Update the environment after dependency changes:

pip install -r requirements.txt --upgrade

Register the environment as a Jupyter kernel:

python -m ipykernel install --user --name irrm-codec --display-name "Python (irrm-codec)"

Project dependencies, including notebook packages, are installed from requirements.txt.

Input data

Training expects two separate input files, following the same general idea as the tcrempnet workflow.

1. AIRR repertoire table

Accepted formats:

  • .tsv
  • .airr
  • .csv
  • .parquet

Required columns:

  • junction_aa
  • v_call
  • j_call
  • locus

Optional:

  • clone_id

2. TCRemP embeddings parquet

Required:

  • parquet file

Supported embedding layouts:

  • one column with vector values, for example tcremp_emb
  • many numeric embedding columns plus clone_id

If AIRR contains clone_id, the AIRR table and embeddings table are merged by clone_id. If AIRR does not contain clone_id but the two tables have the same number of rows, embeddings are matched to AIRR rows by row order.

Training

Run the training modules directly for local or notebook-driven experiments:

python -m irrm_codec.train_forward \
  --airr-path data/sample_airr.tsv \
  --embeddings-path data/sample_embeddings.parquet \
  --locus alpha \
  --output-dir artifacts/forward

python -m irrm_codec.train_inverse \
  --airr-path data/sample_airr.tsv \
  --embeddings-path data/sample_embeddings.parquet \
  --locus alpha \
  --output-dir artifacts/inverse

For cluster runs, use the Slurm launchers:

  • scripts/train_forward.sh: 7-chain array job for forward training on the background-100k layout
  • scripts/train_inverse.sh: 7-chain array job for inverse training on the background-100k layout
  • slurm/train_forward.sbatch: single forward run with overridable paths and hyperparameters
  • slurm/train_pgen_background_100k_array.sbatch: array launcher for one pgen regressor per chain after pgen preprocessing

Examples:

sbatch scripts/train_forward.sh
sbatch scripts/train_inverse.sh

Useful optional flags:

  • --clone-id-col clone_id
  • --embedding-column tcremp_emb
  • --wandb-project irrm-codec
  • --wandb-entity ...
  • --wandb-run-name ...
  • --wandb-dir ...
  • --wandb-mode online|offline|disabled
  • --max-len 40
  • --batch-size ...
  • --epochs ...
  • --seed 42
  • --log-interval 10
  • --no-progress

1mm pgen calculation

Use the dedicated module to compute 1-mismatch pgen values through mirpy's mir.basic.pgen.OlgaModel.compute_pgen_junction_aa_1mm.

Example:

python -m irrm_codec.calc_pgen_1mm \
  --airr-path data/sample_airr.tsv \
  --output-path artifacts/pgen/sample_airr_pgen.tsv \
  --chain TRB \
  --species human \
  --locus beta \
  --threads 8 \
  --chunk-size 1000

Notes:

  • --threads controls how many independent worker processes run in parallel.
  • Each worker gets its own contiguous part of the filtered AIRR table, reads the AIRR file inside the child process, and never receives a shared in-memory sequence list from the parent.
  • --chunk-size controls how many sequences a worker processes before flushing an intermediate result chunk to disk.
  • Completed chunks are reused on rerun, so a killed job resumes from the last successful on-disk save.
  • The output table keeps the original AIRR columns and appends pgen_1mm and log10_pgen_1mm.
  • The code is compatible with the current mirpy-lib package and falls back to a local checkout at ../mirpy when needed.

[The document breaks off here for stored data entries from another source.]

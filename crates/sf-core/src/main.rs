//! stagefit CLI entry point.
//!
//! Without a subcommand, calibrates every age group for each requested alpha
//! and writes one result set per alpha.

use std::io::Write;
use std::path::{Path, PathBuf};

use clap::{Args, Parser, Subcommand};
use rand::rngs::StdRng;
use rand::SeedableRng;
use sf_config::{Settings, SettingsPath, SettingsSnapshot};
use sf_core::error::{Error, OutputError};
use sf_core::exit_codes::ExitCode;
use sf_core::input::InputData;
use sf_core::logging::{generate_run_id, init_logging, LogConfig, LogFormat, LogLevel};
use sf_core::output::{render_table, OutputFormat, ParameterFile};
use sf_core::run::{
    run_alpha_sweep, simulate_group, tables_from_parameters, SimulationRequest, SweepRequest,
};

#[derive(Parser, Debug)]
#[command(name = "stagefit")]
#[command(author, version, about = "Markov-chain disease stage calibration", long_about = None)]
struct Cli {
    #[command(subcommand)]
    command: Option<Commands>,

    #[command(flatten)]
    fit: FitArgs,

    #[command(flatten)]
    global: GlobalOpts,
}

/// Options shared by every command.
#[derive(Args, Debug)]
struct GlobalOpts {
    /// Settings file (chain layout and calibration knobs)
    #[arg(long, short = 'c', global = true, env = "STAGEFIT_CONFIG")]
    config: Option<PathBuf>,

    /// Increase verbosity (-v, -vv)
    #[arg(short, long, global = true, action = clap::ArgAction::Count)]
    verbose: u8,

    /// Only log errors
    #[arg(short, long, global = true)]
    quiet: bool,

    /// Log line format on stderr
    #[arg(long, global = true, value_enum)]
    log_format: Option<LogFormat>,
}

/// Calibration run (the default command).
#[derive(Args, Debug)]
struct FitArgs {
    /// Input JSON file, or a directory with age_groups.csv, probability.csv
    /// and duration.csv
    #[arg(short, long = "input", default_value = "transitions-input.json")]
    input: PathBuf,

    /// Output path prefix; `-{alpha}` and the extension are appended
    #[arg(short, long, default_value = "test")]
    output: PathBuf,

    /// Result table format
    #[arg(short, long, value_enum, default_value_t = OutputFormat::Csv)]
    suffix: OutputFormat,

    /// Blending weights to sweep (defaults to the settings file's list)
    #[arg(short, long, num_args = 1..)]
    alpha: Option<Vec<f64>>,

    /// Seed for reproducible parameter draws
    #[arg(long)]
    seed: Option<u64>,
}

#[derive(Subcommand, Debug)]
enum Commands {
    /// Print transition and summary tables for a stored parameter file
    Summary(SummaryArgs),
    /// Sample paths through one age group's fitted chain
    Simulate(SimulateArgs),
    /// Print the resolved settings and where they came from
    Config,
}

#[derive(Args, Debug)]
struct SummaryArgs {
    /// `*-parameters.json` file written by a calibration run
    #[arg(short, long)]
    parameters: PathBuf,

    /// Table format on stdout
    #[arg(short, long, value_enum, default_value_t = OutputFormat::Csv)]
    suffix: OutputFormat,

    /// Print only the per-stage summary table
    #[arg(long)]
    summary_only: bool,
}

#[derive(Args, Debug)]
struct SimulateArgs {
    /// `*-parameters.json` file written by a calibration run
    #[arg(short, long)]
    parameters: PathBuf,

    /// Age group to simulate
    #[arg(long)]
    age: String,

    /// Number of sample paths
    #[arg(long, default_value_t = 10)]
    runs: usize,

    /// Longest path kept, in states
    #[arg(long, default_value_t = 10_000)]
    max_steps: usize,

    #[arg(long)]
    seed: Option<u64>,

    /// Emit JSON instead of one line per path
    #[arg(long)]
    json: bool,
}

fn main() {
    let cli = match Cli::try_parse() {
        Ok(cli) => cli,
        Err(e) => {
            let code = if e.use_stderr() {
                ExitCode::ArgsError
            } else {
                ExitCode::Success
            };
            let _ = e.print();
            std::process::exit(code.as_i32());
        }
    };

    let level = LogLevel::from_verbosity(cli.global.verbose, cli.global.quiet);
    let log_config = LogConfig::from_env(
        (cli.global.verbose > 0 || cli.global.quiet).then_some(level),
        cli.global.log_format,
    );
    init_logging(&log_config);

    let result = match &cli.command {
        None => run_fit(&cli.global, &cli.fit),
        Some(Commands::Summary(args)) => run_summary(&cli.global, args),
        Some(Commands::Simulate(args)) => run_simulate(&cli.global, args),
        Some(Commands::Config) => run_config(&cli.global),
    };

    let code = match result {
        Ok(()) => ExitCode::Success,
        Err(e) => {
            let code = ExitCode::from(&e);
            tracing::error!(code = code.code_name(), "{}", e);
            eprintln!("stagefit: {}", e);
            code
        }
    };
    std::process::exit(code.as_i32());
}

fn load_settings(global: &GlobalOpts) -> Result<(Settings, SettingsPath), Error> {
    let (settings, path) = Settings::load(global.config.as_deref())?;
    tracing::debug!(source = %path.source, "settings loaded");
    Ok((settings, path))
}

fn run_fit(global: &GlobalOpts, args: &FitArgs) -> Result<(), Error> {
    let (mut settings, settings_path) = load_settings(global)?;
    if args.seed.is_some() {
        settings.calibration.seed = args.seed;
    }
    if let Some(alphas) = &args.alpha {
        settings.calibration.alphas = alphas.clone();
    }
    let snapshot = SettingsSnapshot::new(&settings, &settings_path);
    let run_id = generate_run_id();
    let input = InputData::load(&args.input)?;

    let request = SweepRequest {
        output: &args.output,
        format: args.suffix,
        alphas: &settings.calibration.alphas,
        run_id: &run_id,
        snapshot: Some(&snapshot),
    };
    let results = run_alpha_sweep(&input, &settings, request, |report| {
        print!("{}", report);
    })?;

    for r in &results {
        tracing::info!(
            alpha = r.alpha,
            objective = r.objective,
            transitions = %r.paths.transitions.display(),
            "result set"
        );
    }
    Ok(())
}

fn run_summary(global: &GlobalOpts, args: &SummaryArgs) -> Result<(), Error> {
    let (settings, _) = load_settings(global)?;
    let layout = settings.chain.layout()?;
    let params = ParameterFile::load(&args.parameters)?;
    let (transitions, summary) = tables_from_parameters(&params, &layout)?;

    let stdout = std::io::stdout();
    let origin = Path::new("<stdout>");
    if !args.summary_only {
        render_table(&transitions, args.suffix, stdout.lock(), origin)?;
        writeln!(stdout.lock()).map_err(|e| stdout_error(origin, e))?;
    }
    render_table(&summary, args.suffix, stdout.lock(), origin)?;
    Ok(())
}

fn run_simulate(global: &GlobalOpts, args: &SimulateArgs) -> Result<(), Error> {
    let (settings, _) = load_settings(global)?;
    let layout = settings.chain.layout()?;
    let params = ParameterFile::load(&args.parameters)?;
    let mut rng = match args.seed {
        Some(seed) => StdRng::seed_from_u64(seed),
        None => StdRng::from_os_rng(),
    };
    let request = SimulationRequest {
        age: &args.age,
        runs: args.runs,
        max_steps: args.max_steps,
        tolerance: settings.calibration.convergence_tolerance,
        max_iterations: settings.calibration.convergence_max_iters,
    };
    let sim = simulate_group(&params, &layout, &request, &mut rng)?;

    let origin = Path::new("<stdout>");
    let mut out = std::io::stdout().lock();
    if args.json {
        serde_json::to_writer_pretty(&mut out, &sim).map_err(|e| {
            Error::Output(OutputError::Json {
                path: origin.to_path_buf(),
                source: e,
            })
        })?;
        writeln!(out).map_err(|e| stdout_error(origin, e))?;
    } else {
        for path in &sim.paths {
            writeln!(out, "{}", path.join(" -> ")).map_err(|e| stdout_error(origin, e))?;
        }
        for (stage, count) in &sim.endings {
            writeln!(out, "{}: {}", stage, count).map_err(|e| stdout_error(origin, e))?;
        }
        for (stage, p) in sim.limit.iter().filter(|(_, &p)| p > 0.0) {
            writeln!(out, "limit {}: {:.6}", stage, p).map_err(|e| stdout_error(origin, e))?;
        }
        if sim.truncated > 0 {
            writeln!(out, "truncated: {}", sim.truncated).map_err(|e| stdout_error(origin, e))?;
        }
    }
    Ok(())
}

fn run_config(global: &GlobalOpts) -> Result<(), Error> {
    let (settings, path) = load_settings(global)?;
    match &path.path {
        Some(p) => tracing::info!(source = %path.source, path = %p.display(), "resolved settings"),
        None => tracing::info!(source = %path.source, "resolved settings"),
    }
    let origin = Path::new("<stdout>");
    writeln!(std::io::stdout().lock(), "{}", settings.to_json()).map_err(|e| stdout_error(origin, e))
}

fn stdout_error(origin: &Path, e: std::io::Error) -> Error {
    Error::Output(OutputError::Io {
        path: origin.to_path_buf(),
        source: e,
    })
}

The matching local bash wrapper is:

AIRR_PATH=data/sample_airr.tsv \
OUTPUT_PATH=artifacts/pgen/sample_airr_pgen.tsv \
CHAIN=TRB \
LOCUS=beta \
bash scripts/calc_pgen_1mm.sh

Sequence to log10(pgen) regression

Use the dedicated training module to fit a scalar regressor from CDR3 sequence to log10_pgen_1mm.

Example:

python -m irrm_codec.train_pgen \
  --airr-path artifacts/pgen/sample_airr_pgen.tsv \
  --output-dir artifacts/pgen_model/trb \
  --target-col log10_pgen_1mm \
  --locus beta \
  --batch-size 256 \
  --epochs 40

Notes:

  • The model reuses the sequence encoder structure from the forward model and predicts one scalar per clonotype.
  • The training target is taken directly from the AIRR table, so pgen preprocessing must be run first.
  • Metrics include Huber loss, RMSE, and MAE.
  • W&B logging can be configured with --wandb-project, --wandb-entity, --wandb-run-name, --wandb-dir, and --wandb-mode.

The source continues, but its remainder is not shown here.